No fue enseguida. En realidad, tardamos todavía algún rato, pero la certeza de que ya nos hallábamos a la vista de un lugar donde podríamos comer algo me infundió nuevas fuerzas.

He intentado muchas veces recordar qué cené aquella noche. Nunca lo he conseguido. Tampoco podría decir con exactitud de qué hablamos. Cené y charlé, es cierto, pero lo que más pesó en mí fue la contemplación de aquella mujer. Ni por un instante pude apartar los ojos de la desconocida y, si no la escuché, no es menos cierto que en mis oídos su voz, una voz como nunca antes había percibido, sonó sugestivamente atractiva. Sin transición alguna, aquel día había pasado de una amargura dolorosa, de un agotamiento insoportable y de un hambre no por poco sentida menos peligrosa, a una tormenta de sensaciones vigorosas que parecían empujarme hacia un mundo que nunca había conocido. Hasta ese momento, el olfato me había servido sobre todo para poder distinguir unas plantas de otras y unas dolencias de aquellas que le eran parecidas; y la vista me había permitido leer, pero, sobre todo, contemplar cuerpos deformes y enfermos que esperaban si no curación, sí, al menos, consuelo. Ahora era como si un torrente de belleza desconocida hasta entonces me inundara borrando cualquier cosa que antes hubiera podido llamar mi atención. Por primera vez en mi vida, contemplé unos labios -los de la mujer- como una forma deseable que servía para acariciar con sus palabras mis oídos o para desplegar una sonrisa cautivadora. Por primera vez en mi vida, vi unos ojos en los que no tenía que leer lo profundo del alma o descubrir una dolencia, porque irradiaban una belleza en tonos cambiantes que nunca antes me había sido dado contemplar. Por primera vez en mi vida, sentí un aroma que me invitaba a olvidar lo que me deparaban los otros sentidos y a entregarme al disfrute de aquél. Tan sólo la aparición de un sirviente con un aguamanil de plata me avisó de que había concluido una cena que había consumido, sin duda, pero de cuyo contenido no me había percatado.

– Supongo que desearás descansar… -dijo de repente la mujer.

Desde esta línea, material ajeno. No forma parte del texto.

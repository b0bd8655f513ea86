//! Canonical textual forms.
//!
//! One [`FormatEntry`] per scalar [`Kind`], built on first use and never
//! mutated afterwards. Every `serialize` is the exact inverse of its `parse`.

use std::collections::HashMap;
use std::num::{IntErrorKind, ParseFloatError, ParseIntError};
use std::str::FromStr;
use std::sync::LazyLock;

use base64::engine::general_purpose::STANDARD;
use base64::Engine;
use chrono::{DateTime, FixedOffset, NaiveDate, NaiveDateTime, NaiveTime, SecondsFormat, TimeDelta};
use rust_decimal::Decimal;
use uuid::Uuid;

use crate::error::{Error, Result};
use crate::value::{Kind, Value};

pub const DATE_FORMAT: &str = "%Y-%m-%d";
pub const DATETIME_FORMAT: &str = "%Y-%m-%dT%H:%M:%S%.f";
pub const TIME_FORMAT: &str = "%H:%M:%S%.f";

const DURATION_PATTERN: &str = "expected [-][d.]hh:mm:ss[.fffffff]";
const SECONDS_PER_DAY: i64 = 86_400;

/// Parse/serialize strategy pair for one kind.
#[derive(Clone, Copy)]
pub struct FormatEntry {
    pub parse: fn(&str) -> Result<Value>,
    pub serialize: fn(&Value) -> Result<String>,
}

macro_rules! entry {
    ($kind:ident, $variant:ident, $parse:expr, fallible |$v:ident| $render:expr) => {
        (
            Kind::$kind,
            FormatEntry {
                parse: $parse,
                serialize: |value| match value {
                    Value::$variant($v) => $render,
                    other => Err(Error::type_mismatch(other.type_name(), Kind::$kind.name())),
                },
            },
        )
    };
    ($kind:ident, $variant:ident, $parse:expr, |$v:ident| $render:expr) => {
        (
            Kind::$kind,
            FormatEntry {
                parse: $parse,
                serialize: |value| match value {
                    Value::$variant($v) => Ok($render),
                    other => Err(Error::type_mismatch(other.type_name(), Kind::$kind.name())),
                },
            },
        )
    };
}

static FORMATS: LazyLock<HashMap<Kind, FormatEntry>> = LazyLock::new(|| {
    HashMap::from([
        entry!(Bool, Bool, parse_bool, |v| if *v { "true" } else { "false" }.to_owned()),
        entry!(I8, I8, |text| parse_int(text, Kind::I8).map(Value::I8), |v| v.to_string()),
        entry!(I16, I16, |text| parse_int(text, Kind::I16).map(Value::I16), |v| v.to_string()),
        entry!(I32, I32, |text| parse_int(text, Kind::I32).map(Value::I32), |v| v.to_string()),
        entry!(I64, I64, |text| parse_int(text, Kind::I64).map(Value::I64), |v| v.to_string()),
        entry!(U8, U8, |text| parse_int(text, Kind::U8).map(Value::U8), |v| v.to_string()),
        entry!(U16, U16, |text| parse_int(text, Kind::U16).map(Value::U16), |v| v.to_string()),
        entry!(U32, U32, |text| parse_int(text, Kind::U32).map(Value::U32), |v| v.to_string()),
        entry!(U64, U64, |text| parse_int(text, Kind::U64).map(Value::U64), |v| v.to_string()),
        entry!(F32, F32, |text| parse_float(text, Kind::F32).map(Value::F32), |v| v.to_string()),
        entry!(F64, F64, |text| parse_float(text, Kind::F64).map(Value::F64), |v| v.to_string()),
        entry!(
            Decimal,
            Decimal,
            |text| Decimal::from_str(text)
                .map(Value::Decimal)
                .map_err(|e| Error::format(text, Kind::Decimal.name(), e)),
            |v| v.to_string()
        ),
        entry!(
            Date,
            Date,
            |text| NaiveDate::parse_from_str(text, DATE_FORMAT)
                .map(Value::Date)
                .map_err(|e| Error::format(text, Kind::Date.name(), e)),
            |v| v.format(DATE_FORMAT).to_string()
        ),
        entry!(
            DateTime,
            DateTime,
            |text| NaiveDateTime::parse_from_str(text, DATETIME_FORMAT)
                .map(Value::DateTime)
                .map_err(|e| Error::format(text, Kind::DateTime.name(), e)),
            |v| v.format(DATETIME_FORMAT).to_string()
        ),
        entry!(
            DateTimeOffset,
            DateTimeOffset,
            |text| DateTime::parse_from_rfc3339(text)
                .map(Value::DateTimeOffset)
                .map_err(|e| Error::format(text, Kind::DateTimeOffset.name(), e)),
            fallible |v| format_offset_datetime(v)
        ),
        entry!(
            Time,
            Time,
            |text| NaiveTime::parse_from_str(text, TIME_FORMAT)
                .map(Value::Time)
                .map_err(|e| Error::format(text, Kind::Time.name(), e)),
            |v| v.format(TIME_FORMAT).to_string()
        ),
        entry!(
            Duration,
            Duration,
            |text| parse_duration(text).map(Value::Duration),
            |v| format_duration(v)
        ),
        entry!(
            Guid,
            Guid,
            |text| Uuid::parse_str(text)
                .map(Value::Guid)
                .map_err(|e| Error::format(text, Kind::Guid.name(), e)),
            |v| v.hyphenated().to_string()
        ),
        entry!(Char, Char, parse_char, |v| v.to_string()),
        entry!(String, Text, |text| Ok(Value::Text(text.to_owned())), |v| v.clone()),
        entry!(
            Chars,
            Chars,
            |text| Ok(Value::Chars(text.chars().collect())),
            |v| v.iter().collect()
        ),
        entry!(
            Binary,
            Binary,
            |text| STANDARD
                .decode(text)
                .map(Value::Binary)
                .map_err(|e| Error::format(text, Kind::Binary.name(), e)),
            |v| STANDARD.encode(v)
        ),
        entry!(
            Json,
            Json,
            |text| serde_json::from_str(text)
                .map(Value::Json)
                .map_err(|e| Error::structural(Kind::Json.name(), e)),
            |v| v.to_string()
        ),
    ])
});

/// Format entry registered for `kind`, if it is a scalar kind.
pub fn entry(kind: Kind) -> Option<&'static FormatEntry> {
    FORMATS.get(&kind)
}

/// Parse `text` with the canonical parser of `kind`.
pub fn parse(kind: Kind, text: &str) -> Result<Value> {
    let entry = entry(kind).ok_or_else(|| Error::type_mismatch(Kind::String.name(), kind.name()))?;
    (entry.parse)(text)
}

/// Render a value in its canonical textual form.
///
/// Null markers have no textual form and are a type mismatch.
pub fn serialize(value: &Value) -> Result<String> {
    let entry = value
        .kind()
        .and_then(entry)
        .ok_or_else(|| Error::type_mismatch(value.type_name(), Kind::String.name()))?;
    (entry.serialize)(value)
}

/// RFC 3339 offsets have no seconds field, so only whole-minute offsets
/// have a canonical form.
fn format_offset_datetime(value: &DateTime<FixedOffset>) -> Result<String> {
    if value.offset().local_minus_utc() % 60 != 0 {
        return Err(Error::out_of_range(value, Kind::DateTimeOffset.name()));
    }
    Ok(value.to_rfc3339_opts(SecondsFormat::AutoSi, true))
}

fn parse_bool(text: &str) -> Result<Value> {
    if text.eq_ignore_ascii_case("true") {
        Ok(Value::Bool(true))
    } else if text.eq_ignore_ascii_case("false") {
        Ok(Value::Bool(false))
    } else {
        Err(Error::format(text, Kind::Bool.name(), "expected 'true' or 'false'"))
    }
}

fn parse_int<T>(text: &str, kind: Kind) -> Result<T>
where
    T: FromStr<Err = ParseIntError>,
{
    text.parse().map_err(|e: ParseIntError| match e.kind() {
        IntErrorKind::PosOverflow | IntErrorKind::NegOverflow => Error::out_of_range(text, kind.name()),
        _ => Error::format(text, kind.name(), e),
    })
}

fn parse_float<T>(text: &str, kind: Kind) -> Result<T>
where
    T: FromStr<Err = ParseFloatError>,
{
    text.parse()
        .map_err(|e: ParseFloatError| Error::format(text, kind.name(), e))
}

fn parse_char(text: &str) -> Result<Value> {
    let mut chars = text.chars();
    match (chars.next(), chars.next()) {
        (Some(c), None) => Ok(Value::Char(c)),
        _ => Err(Error::format(text, Kind::Char.name(), "expected exactly one character")),
    }
}

/// Render a duration as `[-][d.]hh:mm:ss[.fffffff]`.
///
/// The fraction is omitted when zero, written with seven digits when it is a
/// whole number of 100ns ticks and with nine otherwise.
pub fn format_duration(value: &TimeDelta) -> String {
    let sign = if *value < TimeDelta::zero() { "-" } else { "" };
    let magnitude = value.abs();
    let seconds = magnitude.num_seconds();
    let nanos = magnitude.subsec_nanos();

    let days = seconds / SECONDS_PER_DAY;
    let hours = seconds % SECONDS_PER_DAY / 3_600;
    let minutes = seconds % 3_600 / 60;
    let secs = seconds % 60;

    let mut out = String::from(sign);
    if days > 0 {
        out.push_str(&format!("{days}."));
    }
    out.push_str(&format!("{hours:02}:{minutes:02}:{secs:02}"));
    if nanos != 0 {
        if nanos % 100 == 0 {
            out.push_str(&format!(".{:07}", nanos / 100));
        } else {
            out.push_str(&format!(".{nanos:09}"));
        }
    }
    out
}

/// Parse the constant duration format written by [`format_duration`].
pub fn parse_duration(text: &str) -> Result<TimeDelta> {
    let target = Kind::Duration.name();
    let (negative, body) = match text.strip_prefix('-') {
        Some(rest) => (true, rest),
        None => (false, text),
    };

    let colon = body
        .find(':')
        .ok_or_else(|| Error::format(text, target, DURATION_PATTERN))?;
    let (days, clock) = match body[..colon].find('.') {
        Some(dot) => (
            duration_field(text, &body[..dot], i64::MAX / SECONDS_PER_DAY)?,
            &body[dot + 1..],
        ),
        None => (0, body),
    };

    let mut parts = clock.split(':');
    let (hours, minutes, rest) = match (parts.next(), parts.next(), parts.next(), parts.next()) {
        (Some(h), Some(m), Some(s), None) => (h, m, s),
        _ => return Err(Error::format(text, target, DURATION_PATTERN)),
    };
    let (seconds, fraction) = match rest.split_once('.') {
        Some((s, f)) => (s, Some(f)),
        None => (rest, None),
    };

    let hours = duration_field(text, hours, 23)?;
    let minutes = duration_field(text, minutes, 59)?;
    let seconds = duration_field(text, seconds, 59)?;
    let nanos = match fraction {
        None => 0,
        Some(f) if (1..=9).contains(&f.len()) && f.bytes().all(|b| b.is_ascii_digit()) => {
            let digits: u32 = f
                .parse()
                .map_err(|e| Error::format(text, target, e))?;
            digits * 10u32.pow(9 - f.len() as u32)
        }
        Some(_) => return Err(Error::format(text, target, DURATION_PATTERN)),
    };

    let total = (days * SECONDS_PER_DAY)
        .checked_add(hours * 3_600 + minutes * 60 + seconds)
        .ok_or_else(|| Error::out_of_range(text, target))?;
    let delta = TimeDelta::new(total, nanos).ok_or_else(|| Error::out_of_range(text, target))?;
    Ok(if negative { -delta } else { delta })
}

fn duration_field(text: &str, part: &str, max: i64) -> Result<i64> {
    let target = Kind::Duration.name();
    if part.is_empty() || !part.bytes().all(|b| b.is_ascii_digit()) {
        return Err(Error::format(text, target, DURATION_PATTERN));
    }
    match part.parse::<i64>() {
        Ok(value) if value <= max => Ok(value),
        _ => Err(Error::out_of_range(text, target)),
    }
}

No, a pesar de mi agotamiento, no era lo que quería. Lo que ansiaba con cada fibra de mi ser, con cada gota de mi sangre, con cada ápice de mi aliento era prolongar aquella conversación en una velada que durara de manera indefinida.

– Inmediatamente te conducirán al lugar donde reposarás esta noche -añadió decidiendo por mí.

Me puse en pie cuando un sirviente acudió a la llamada de la mujer.

– Condúcele a su aposento -dijo con un tono de voz que no admitía discusión alguna.

Seguí al hombre hacia el exterior. La luna aparecía ahora cubierta con un raro paño de opacidad argentina y un sudario tejido en humedad fría descendía, pesado y solitario, sobre el campo herboso. Aquella sensación gélida me provocó un leve castañeteo de dientes, pero no consiguió borrar las imágenes cálidas de la cena que subían atropellándose desde lo más profundo de mi corazón.